:: WHAT THE TASK REQUIRES ::
Find every line containing the string "toggle" in the data below, and report how many there are, with no other words.

:: STUDY MATERIAL ::

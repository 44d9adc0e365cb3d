//! Blog configuration loaded from environment variables or a TOML file.
//!
//! Every option the blog resource recognizes is listed here and resolved once
//! at startup. Nothing downstream reads the environment directly.

use std::env;
use std::path::Path;

use anyhow::{Context, Result, bail};
use serde::Deserialize;

/// Blog resource configuration.
#[derive(Debug, Clone, PartialEq, Eq, Deserialize)]
#[serde(default)]
pub struct BlogConfig {
    /// Table holding posts, used by the index scope query (default: blog_posts).
    pub posts_table: String,

    /// Use a rich-text editor for the title and text sections instead of markdown.
    pub use_rich_text: bool,

    /// Offer an extra text section edited with a WYSIWYG editor.
    pub include_wysiwyg_text_layout: bool,

    /// Hide the "Is pinned" toggle.
    pub hide_pinned_post_option: bool,

    /// Show the "Include in bloglist" toggle.
    pub include_in_bloglist_option: bool,

    /// Show a featured image field.
    pub include_featured_image: bool,

    /// Hide the category selector.
    pub hide_category_selector: bool,

    /// Show the related posts multiselect.
    pub include_related_posts: bool,

    /// The host provides localization; adds a locale field and index filter.
    pub localization: bool,

    /// The host provides drafts; adds draft button and state field.
    pub drafts: bool,

    /// Base URL for post pages, used to build preview links. None disables links.
    pub page_base_url: Option<String>,
}

impl Default for BlogConfig {
    fn default() -> Self {
        Self {
            posts_table: "blog_posts".to_string(),
            use_rich_text: false,
            include_wysiwyg_text_layout: false,
            hide_pinned_post_option: false,
            include_in_bloglist_option: false,
            include_featured_image: false,
            hide_category_selector: false,
            include_related_posts: false,
            localization: false,
            drafts: false,
            page_base_url: None,
        }
    }
}

impl BlogConfig {
    /// Load configuration from environment variables (and `.env` if present).
    pub fn from_env() -> Result<Self> {
        dotenvy::dotenv().ok();
        Self::from_lookup(|key| env::var(key).ok())
    }

    /// Load configuration through an arbitrary variable lookup.
    ///
    /// `from_env` uses the process environment; tests pass a map.
    pub fn from_lookup(lookup: impl Fn(&str) -> Option<String>) -> Result<Self> {
        let defaults = Self::default();

        let flag = |key: &str, default: bool| -> Result<bool> {
            match lookup(key) {
                Some(raw) => parse_bool(&raw).with_context(|| format!("{key} must be a boolean")),
                None => Ok(default),
            }
        };

        let posts_table = lookup("BLOG_POSTS_TABLE")
            .map(|v| v.trim().to_string())
            .filter(|v| !v.is_empty())
            .unwrap_or(defaults.posts_table);

        let page_base_url = lookup("BLOG_PAGE_BASE_URL")
            .map(|v| v.trim().to_string())
            .filter(|v| !v.is_empty());

        Ok(Self {
            posts_table,
            use_rich_text: flag("BLOG_USE_RICH_TEXT", defaults.use_rich_text)?,
            include_wysiwyg_text_layout: flag(
                "BLOG_INCLUDE_WYSIWYG_TEXT_LAYOUT",
                defaults.include_wysiwyg_text_layout,
            )?,
            hide_pinned_post_option: flag(
                "BLOG_HIDE_PINNED_POST_OPTION",
                defaults.hide_pinned_post_option,
            )?,
            include_in_bloglist_option: flag(
                "BLOG_INCLUDE_IN_BLOGLIST_OPTION",
                defaults.include_in_bloglist_option,
            )?,
            include_featured_image: flag(
                "BLOG_INCLUDE_FEATURED_IMAGE",
                defaults.include_featured_image,
            )?,
            hide_category_selector: flag(
                "BLOG_HIDE_CATEGORY_SELECTOR",
                defaults.hide_category_selector,
            )?,
            include_related_posts: flag(
                "BLOG_INCLUDE_RELATED_POSTS",
                defaults.include_related_posts,
            )?,
            localization: flag("BLOG_LOCALIZATION", defaults.localization)?,
            drafts: flag("BLOG_DRAFTS", defaults.drafts)?,
            page_base_url,
        })
    }

    /// Parse configuration from a TOML string. Missing keys take defaults.
    pub fn from_toml_str(content: &str) -> Result<Self> {
        let config: BlogConfig =
            toml::from_str(content).context("failed to parse blog configuration TOML")?;
        if config.posts_table.trim().is_empty() {
            bail!("posts_table must not be empty");
        }
        Ok(config)
    }

    /// Load configuration from a TOML file.
    pub fn load(path: &Path) -> Result<Self> {
        let content = std::fs::read_to_string(path)
            .with_context(|| format!("failed to read blog configuration: {}", path.display()))?;
        Self::from_toml_str(&content)
            .with_context(|| format!("invalid blog configuration at {}", path.display()))
    }
}

fn parse_bool(raw: &str) -> Result<bool> {
    match raw.trim().to_lowercase().as_str() {
        "1" | "true" | "yes" | "on" => Ok(true),
        "0" | "false" | "no" | "off" | "" => Ok(false),
        other => bail!("unrecognized boolean value '{other}'"),
    }
}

:: OUTPUT OF THE EXERCISE ::
2